Collected data:
• • • • •

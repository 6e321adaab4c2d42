//! Adapters: concrete store filesystems.

pub mod local;
pub mod webhdfs;

pub use local::LocalStoreFs;
pub use webhdfs::WebHdfsStoreFs;
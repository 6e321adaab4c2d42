//! # Core Host Runtime Benchmarks
//!
//! Hot paths that every request or handshake goes through:
//!
//! | Area | Operation | Expectation |
//! |------|-----------|-------------|
//! | core-runtime | Route candidates for a request path | Linear in segments |
//! | core-runtime | Dispatch to a loaded handler | No allocation beyond the response |
//! | ch-01 Plugin Registry | Lookup plus lazy `get` once built | Lock-free read after first use |
//! | ch-04 Core Cluster | Host key derivation | One SHA-256 over the identity |

use std::sync::Arc;
use std::time::Duration;

use criterion::{black_box, criterion_group, criterion_main, BenchmarkId, Criterion};

use ch_01_plugin_registry::{FactoryRegistry, Plugin, PluginInfo, PluginRegistry};
use ch_02_core_lifecycle::RefHandle;
use ch_03_core_store::{CoreStore, StoreConfig};
use ch_04_core_cluster::{ClusterConfig, ClusterError, CoreCluster, Fetcher, Headers, HostIdentity, HostKey};
use core_runtime::cores::{route_candidates, CoreConfig};
use core_runtime::{Core, CoreDescriptor, CoreRequest, ProcessContext};
use shared_types::ConfigNode;

// ============================================================================
// core-runtime: request routing
// ============================================================================

fn bench_route_candidates(c: &mut Criterion) {
    let mut group = c.benchmark_group("core-runtime-routing");

    for depth in [1usize, 4, 16] {
        let path: String = (0..depth).map(|i| format!("/seg{i}")).collect();
        group.bench_with_input(BenchmarkId::new("route_candidates", depth), &path, |b, path| {
            b.iter(|| black_box(route_candidates(path)))
        });
    }

    group.finish();
}

struct Offline;

#[async_trait::async_trait]
impl Fetcher for Offline {
    async fn get(&self, url: &str, _headers: &Headers) -> Result<String, ClusterError> {
        Err(ClusterError::Status {
            url: url.to_string(),
            status: 503,
        })
    }

    async fn post_json(
        &self,
        url: &str,
        _body: &serde_json::Value,
        _headers: &Headers,
    ) -> Result<String, ClusterError> {
        Err(ClusterError::Status {
            url: url.to_string(),
            status: 503,
        })
    }
}

const PLUGINS: &str = r#"
[[plugins]]
name = "/ping"
class = "ping"
default = true

[[plugins]]
name = "/select"
class = "echo"
"#;

fn bench_core_dispatch(c: &mut Criterion) {
    let runtime = tokio::runtime::Runtime::new().expect("tokio runtime");
    let _guard = runtime.enter();

    let dir = tempfile::TempDir::new().expect("tempdir");
    let store = Arc::new(CoreStore::new(StoreConfig::new(dir.path())));
    let cluster = CoreCluster::new(ClusterConfig::default(), Arc::new(Offline)).expect("cluster");
    let ctx = ProcessContext::new(store, cluster);

    let node = ConfigNode::parse("core.toml", PLUGINS).expect("plugins");
    let config = CoreConfig::from_node(node).expect("core config");
    let core = Arc::new(Core::new(CoreDescriptor::new("main", "search"), config, &ctx));
    core.on_inited().expect("core init");
    let core = RefHandle::adopt(core);

    let mut group = c.benchmark_group("core-runtime-dispatch");
    group.measurement_time(Duration::from_secs(5));

    let ping = CoreRequest::new("/ping");
    group.bench_function("ping", |b| b.iter(|| black_box(core.handle(&ping))));

    let deep = CoreRequest::new("/select/a/b/c").with_param("q", "rust");
    group.bench_function("echo_longest_prefix", |b| {
        b.iter(|| black_box(core.handle(&deep)))
    });

    let missing = CoreRequest::new("/nowhere/at/all");
    group.bench_function("not_found", |b| b.iter(|| black_box(core.handle(&missing))));

    group.finish();
    drop(core);
}

// ============================================================================
// ch-01: plugin lookup
// ============================================================================

trait Counter: Plugin {
    fn value(&self) -> u64;
}

struct Fixed(u64);

impl Plugin for Fixed {}

impl Counter for Fixed {
    fn value(&self) -> u64 {
        self.0
    }
}

fn bench_registry_get(c: &mut Criterion) {
    let factories: Arc<FactoryRegistry<dyn Counter>> = Arc::new(FactoryRegistry::new());
    factories.register("fixed", |_| Ok(Arc::new(Fixed(7)) as Arc<dyn Counter>));

    let infos: Vec<PluginInfo> = (0..64)
        .map(|i| {
            let info = PluginInfo::new(format!("/p{i}"), "fixed");
            if i % 2 == 0 {
                info.lazy()
            } else {
                info
            }
        })
        .collect();
    let registry = PluginRegistry::new("bench", factories, None);
    registry.load(&infos).expect("load plugins");

    let mut group = c.benchmark_group("ch-01-plugin-registry");

    group.bench_function("get_eager", |b| {
        b.iter(|| {
            let handle = registry.get(black_box("/p1")).expect("registered");
            black_box(handle.get().map(|p| p.value()))
        })
    });

    // Built once here, so the loop measures the already-initialised path.
    let _ = registry.get("/p0").map(|h| h.get());
    group.bench_function("get_lazy_built", |b| {
        b.iter(|| {
            let handle = registry.get(black_box("/p0")).expect("registered");
            black_box(handle.get().map(|p| p.value()))
        })
    });

    group.finish();
}

// ============================================================================
// ch-04: host identity
// ============================================================================

fn bench_host_key(c: &mut Criterion) {
    let identity = HostIdentity {
        name: "search-07".into(),
        domain: "example.org".into(),
        lan_address: "10.0.3.7".into(),
        public_address: "203.0.113.7".into(),
        http_port: 8983,
        https_port: 8984,
    };

    c.bench_function("ch-04-host-key-derive", |b| {
        b.iter(|| black_box(HostKey::derive(black_box(&identity))))
    });
}

criterion_group!(
    benches,
    bench_route_candidates,
    bench_core_dispatch,
    bench_registry_get,
    bench_host_key,
);
criterion_main!(benches);
//! Domain layer: declarations and the monitoring capability.

pub mod monitor;
pub mod plugin_info;

pub use monitor::{MonitorRegistry, Monitorable};
pub use plugin_info::{PluginInfo, StartupMode};

use std::sync::Arc;

/// Base trait for every plugin family.
///
/// `as_monitorable` lets the registry discover the monitoring capability of
/// a trait object without knowing its concrete type.
pub trait Plugin: Send + Sync + 'static {
    fn as_monitorable(self: Arc<Self>) -> Option<Arc<dyn Monitorable>> {
        None
    }
}
use std::sync::atomic::{AtomicU64, Ordering};
use std::sync::Arc;

use ch_01_plugin_registry::{Monitorable, Plugin, PluginInfo};
use shared_types::{CoreResult, NamedList, Value};

use crate::cores::{Core, CoreRequest, RequestHandler};

/// Liveness check. Counts its calls and exposes them to monitoring.
pub struct PingHandler {
    name: String,
    calls: AtomicU64,
}

impl PingHandler {
    pub fn new(info: &PluginInfo) -> Self {
        Self {
            name: info.name.clone(),
            calls: AtomicU64::new(0),
        }
    }
}

impl Plugin for PingHandler {
    fn as_monitorable(self: Arc<Self>) -> Option<Arc<dyn Monitorable>> {
        Some(self as Arc<dyn Monitorable>)
    }
}

impl RequestHandler for PingHandler {
    fn handle(&self, core: &Core, _request: &CoreRequest) -> CoreResult<NamedList> {
        self.calls.fetch_add(1, Ordering::Relaxed);
        Ok(NamedList::new()
            .with("status", "OK")
            .with("core", core.name()))
    }
}

impl Monitorable for PingHandler {
    fn name(&self) -> String {
        self.name.clone()
    }

    fn category(&self) -> &str {
        "ADMIN"
    }

    fn statistics(&self) -> NamedList {
        NamedList::new().with("calls", self.calls.load(Ordering::Relaxed))
    }
}

/// Returns what it was sent. Init arg `prefix` is added to the response
/// when set.
pub struct EchoHandler {
    prefix: Option<String>,
}

impl EchoHandler {
    pub fn new(info: &PluginInfo) -> Self {
        Self {
            prefix: info.args.get_str("prefix").map(str::to_string),
        }
    }
}

impl Plugin for EchoHandler {}

impl RequestHandler for EchoHandler {
    fn handle(&self, _core: &Core, request: &CoreRequest) -> CoreResult<NamedList> {
        let mut response = NamedList::new()
            .with("path", request.path.as_str())
            .with("params", request.params.clone());
        if let Some(prefix) = &self.prefix {
            response.add("prefix", prefix.as_str());
        }
        if let Some(body) = &request.body {
            response.add("body", Value::Str(body.to_string()));
        }
        Ok(response)
    }
}

/// The owning core's description.
pub struct StatsHandler;

impl Plugin for StatsHandler {}

impl RequestHandler for StatsHandler {
    fn handle(&self, core: &Core, _request: &CoreRequest) -> CoreResult<NamedList> {
        Ok(core.describe())
    }
}
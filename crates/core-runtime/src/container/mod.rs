//! Core containers: the per-role registration maps and the process-wide
//! set that owns them.

pub mod config;
pub mod containers;
pub mod core_container;

pub use config::{AdminConfig, DEFAULT_CORE_NAME, DEFAULT_ROLE};
pub use containers::{ContainersOptions, CoreContainers, SETTINGS_DOC};
pub use core_container::{CoreContainer, InitFailure, CONTAINER_MONITOR_SCOPE};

• • • • •

- TASK ITEM
In the entries above, locate every line with the word "CoreDescriptor" and copy it.

- EXERCISE RESULT
use core_runtime::{Core, CoreDescriptor, CoreRequest, ProcessContext};
    let core = Arc::new(Core::new(CoreDescriptor::new("main", "search"), config, &ctx));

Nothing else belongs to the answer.